Why stimulating the creation of The Group? Well, my personal diagnosis is that conservative forces are acting in more and more subtle ways to promote a development model which is exactly the contrary of our beliefs: large plantations (for both agricultural and non agricultural commodities) based on industrial inputs (with a particular role for chemical industry), concentration of land into fewer hands with a collateral expulsion of millions of smallholders, IPs and other communities; reduce biodiversity as well as food products into more controllable value chain systems; stronger control over markets and an overall vertical concentration of power. This result in destroying landscape, reducing biodiversity, increasing unemployment, increasing food dependence and also increasing what the French call “la malbouffe”.

We know all of that and we have (we are) tried to do something through our individual networks, within and/or outside. My diagnosis is that individually we are too weak for such an undertaking. Joining forces is needed and the moment is there, taking advantage of the Reform process (in FAO), the recent CFS openings, the increased role gained by peasant/indigenous organizations as well as the (still incipient) organizations of supporting groups (like the Cordoba one).

What is the basic idea?

Peasant/Indigenous organizations alone, without a link with internal (possible) drivers, risk not to have a critical mass to promote changes in the international agenda as well as in the way how our Organizations operate, particularly when assisting countries.

Lobbying groups like the Cordoba one, suffer of the same problem: very positive initiative but because they are not anchored with the organizations, they risk to remain a cry in the desert.

In certain way this is the same risk for some highly visible positions, like the one of the Special Rapporteur to the Right to Food.

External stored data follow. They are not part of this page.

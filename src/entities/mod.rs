//! Entity module - Contains all SeaORM entity definitions for the database.
//! These entities represent the database tables and their relationships.
//! Each entity has a Model struct for data and an Entity struct for operations.

pub mod client;
pub mod client_activity;
pub mod order;
pub mod order_item;
pub mod product;
pub mod user;

// Re-export specific types to avoid conflicts
pub use client::{Column as ClientColumn, Entity as Client, Model as ClientModel};
pub use client_activity::{
    Column as ClientActivityColumn, Entity as ClientActivity, Model as ClientActivityModel,
};
pub use order::{Column as OrderColumn, Entity as Order, Model as OrderModel, OrderStatus};
pub use order_item::{Column as OrderItemColumn, Entity as OrderItem, Model as OrderItemModel};
pub use product::{Column as ProductColumn, Entity as Product, Model as ProductModel};
pub use user::{Column as UserColumn, Entity as User, Model as UserModel};
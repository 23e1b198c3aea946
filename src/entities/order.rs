//! Order entity - The order header owned by the fulfillment workflow.
//!
//! An order is created atomically with its line items; its `total` equals the
//! sum of `unit_price * quantity` over those items at creation time. Orders
//! are never deleted; only the status field is mutated after creation.

use sea_orm::entity::prelude::*;
use serde::{Deserialize, Serialize};

/// The four allowed order statuses.
///
/// The set of labels is closed, but the transition graph between them is a
/// configurable policy (see `core::order::TransitionPolicy`), not part of the
/// schema.
#[derive(Copy, Clone, Debug, PartialEq, Eq, EnumIter, DeriveActiveEnum, Serialize, Deserialize)]
#[sea_orm(rs_type = "String", db_type = "String(StringLen::None)")]
#[serde(rename_all = "lowercase")]
pub enum OrderStatus {
    /// Received but not yet being worked on
    #[sea_orm(string_value = "pending")]
    Pending,
    /// Being picked/packed
    #[sea_orm(string_value = "processing")]
    Processing,
    /// Fulfilled
    #[sea_orm(string_value = "completed")]
    Completed,
    /// Abandoned
    #[sea_orm(string_value = "cancelled")]
    Cancelled,
}

impl std::fmt::Display for OrderStatus {
    fn fmt(&self, f: &mut std::fmt::Formatter<'_>) -> std::fmt::Result {
        let label = match self {
            Self::Pending => "pending",
            Self::Processing => "processing",
            Self::Completed => "completed",
            Self::Cancelled => "cancelled",
        };
        write!(f, "{label}")
    }
}

/// Order database model
#[derive(Clone, Debug, PartialEq, DeriveEntityModel, Serialize, Deserialize)]
#[sea_orm(table_name = "orders")]
pub struct Model {
    /// Unique identifier for the order
    #[sea_orm(primary_key)]
    pub id: i64,
    /// Human-facing order identifier (e.g., "ORD-2305"), unique
    #[sea_orm(unique)]
    pub order_number: String,
    /// ID of the client who placed the order
    pub client_id: i64,
    /// When the order was placed
    pub order_date: DateTimeUtc,
    /// Current fulfillment status
    pub status: OrderStatus,
    /// Sum of `unit_price * quantity` over the order's items at creation time
    pub total: f64,
    /// When the row was created
    pub created_at: DateTime,
}

/// Defines relationships between Order and other entities
#[derive(Copy, Clone, Debug, EnumIter, DeriveRelation)]
pub enum Relation {
    /// Each order belongs to one client
    #[sea_orm(
        belongs_to = "super::client::Entity",
        from = "Column::ClientId",
        to = "super::client::Column::Id"
    )]
    Client,
    /// One order owns many line items
    #[sea_orm(has_many = "super::order_item::Entity")]
    Items,
}

impl Related<super::client::Entity> for Entity {
    fn to() -> RelationDef {
        Relation::Client.def()
    }
}

impl Related<super::order_item::Entity> for Entity {
    fn to() -> RelationDef {
        Relation::Items.def()
    }
}

impl ActiveModelBehavior for ActiveModel {}
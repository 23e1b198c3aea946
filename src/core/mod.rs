//! Core business logic - framework-agnostic operations over the entity store.
//!
//! Every function takes the database connection (or an open transaction) as an
//! explicit argument; there is no process-wide storage singleton. The modules
//! mirror the back office's domains: inventory, clients, orders, the activity
//! log, and the derived dashboard analytics.

/// Append-only client activity log and activity feed projection
pub mod activity;
/// Derived dashboard analytics and recent-orders projection
pub mod analytics;
/// Client management
pub mod client;
/// Order fulfillment workflow and status transitions
pub mod order;
/// Product catalog and inventory ledger
pub mod product;
/// Back-office user accounts
pub mod user;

Last, but not least, as already said, we (internal officers), individually we do not go anywhere.

JOINING FORCES is therefore a must.

Towards what?

Globally speaking, the persons we are approaching already share the basic diagnostic of this world food and peasant crisis, so the point is NOT to join in order to discuss the origins of the crisis, but WHAT CAN BE DONE, through our common action(s) in order to have an incidence on that.

So the proposal is to join in order to start thinking in terms of action(s). The themes are there: Family Farming, Food security/sovereignty, Land, Biodiversity, Gender, just to name them.

From this (still generic) initial agenda, the first step is to promote a meeting with the Special Rapporteur, representatives of the Cordoba group, including representative of peasant organizations and eventually some other relevant person (I’m thinking about people like Marcel Mazoyer, Miguel Altieri...). The scope of this meeting would be: first to confirm that we agree on those basic principles (like those in red in this text) and others to be identified; second to start brainstorming about the philosophical way through of the group (in my opinion this means thinking in terms of asymmetries of power and the need to occupy spaces, positions when and where they become available in the organisations, in order to enhance our positions and capacity to interfere with the global agenda); third, preliminary working arrangements (including group membership, relationships with others ...).

The first appointment would be for us to have a coffee together the second half of November. This draft is just to kick off the discussion and to invite all of us to think who else could be interested on this.